From the vantage point of the Carlton, one of the nicest and oldest hotels in this misty lakeside town, Kodaikanal betrays none of this turmoil. Bucolic meadows slope down into valleys thick with evergreen broadleaf trees like magnolia, mahogany and myrtle. As we sat on white wicker chairs on a manicured lawn, cups of tea in hand, it was clear that the best thing to do in Kodaikanal was to circumambulate the lake, either on rented bicycles or on foot.
Clearly, that’s what the English thought too. It is said that modern Kodaikanal was established by American Christian missionaries and British bureaucrats in 1845. In the ensuing years, they built cottages, churches and schools — as well as its pretty star-shaped lake — creating a tiny facsimile of their faraway home. A British friend now in his sixties had tasked us with the job of seeing if the house by the lake that his uncle once lived in, was still there. We hired a cheesy tandem bike to look for it. Little remained of it, save for a broken gate in a ramshackle garden. A weathered headstone teetered in one corner, probably a grave of a long-forgotten pet.
We banished the melancholy that had overtaken us by eating the homemade chocolate that Kodaikanal is famous for. With chocolate shops a dime a dozen, and all of them generous with their samples, the crowded town is a chocoholic’s delight. They were too sweet for me, but they reminded me of the innocent pleasures of tuck shops of yore. Replete with more sugar than I’d normally consume in a week, I set off to explore one of the prettiest places for an amble in town, Coaker’s Walk.
On one side of the lake, Coaker's Walk affords splendid views of the Shola forests of the upper Palani Hills. The last time I heard the term Shola forests was in a yawns-a-minute geography class, but when I learnt that the dense patches of tropical forest separated by grasslands around us were called that, I was enthralled. We walked along an emerald green wooded slope as a pale mist rose from the valleys below. The mocking call of a laughing thrush rang out. The forests seemed enchanted to me then, but I know better now.

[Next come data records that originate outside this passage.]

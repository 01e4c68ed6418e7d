use axum::extract::FromRequestParts;
use axum::http::header::AUTHORIZATION;
use axum::http::request::Parts;
use axum::http::{HeaderMap, StatusCode};
use axum::response::{IntoResponse, Response};
use axum::Json;
use thiserror::Error;
use tracing::warn;

use crate::http::error::ErrorBody;
use crate::state::AppState;
use threadboard_core::policy::Caller;

#[derive(Debug, Error)]
pub enum CallerAuthError {
    #[error("caller auth not configured")]
    MissingConfig,
    #[error("login required")]
    MissingToken,
    #[error("caller token invalid")]
    InvalidToken,
}

/// Identity of the caller, taken from a verified bearer token.
#[derive(Debug, Clone)]
pub struct CallerIdentity(pub Caller);

impl FromRequestParts<AppState> for CallerIdentity {
    type Rejection = CallerAuthError;

    async fn from_request_parts(
        parts: &mut Parts,
        state: &AppState,
    ) -> Result<Self, Self::Rejection> {
        let authority = state.auth.as_ref().ok_or(CallerAuthError::MissingConfig)?;
        let token = extract_bearer_token(&parts.headers).ok_or(CallerAuthError::MissingToken)?;
        let subject = authority.verify(&token).map_err(|err| {
            warn!(error = %err, "caller token rejected");
            CallerAuthError::InvalidToken
        })?;
        Ok(CallerIdentity(Caller::new(subject)))
    }
}

fn extract_bearer_token(headers: &HeaderMap) -> Option<String> {
    let header = headers.get(AUTHORIZATION)?.to_str().ok()?;
    let value = header.trim().strip_prefix("Bearer ")?.trim();
    if value.is_empty() {
        None
    } else {
        Some(value.to_string())
    }
}

impl IntoResponse for CallerAuthError {
    fn into_response(self) -> Response {
        let status = match self {
            CallerAuthError::MissingConfig => StatusCode::SERVICE_UNAVAILABLE,
            CallerAuthError::MissingToken | CallerAuthError::InvalidToken => {
                StatusCode::UNAUTHORIZED
            }
        };
        (status, Json(ErrorBody { message: self.to_string() })).into_response()
    }
}
pub mod caller_auth;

Today, when I recall how we listened to the sounds of the forest in Coaker’s Walk, the thought that a multinational has been able to leave this place with dangerously high levels of mercury makes my blood boil. “Kodaikanal Won’t” plays on a loop on my computer. To date, the thermometer factory site has toxic levels of mercury, now leaching into the very lake and forests that I’d hiked in. Unilever has now promised to clean up the mess, but as Ashraf raps in her song,
“Kodaikanal won’t.
Kodaikanal won’t.
Kodaikanal won’t step down until you make amends now.”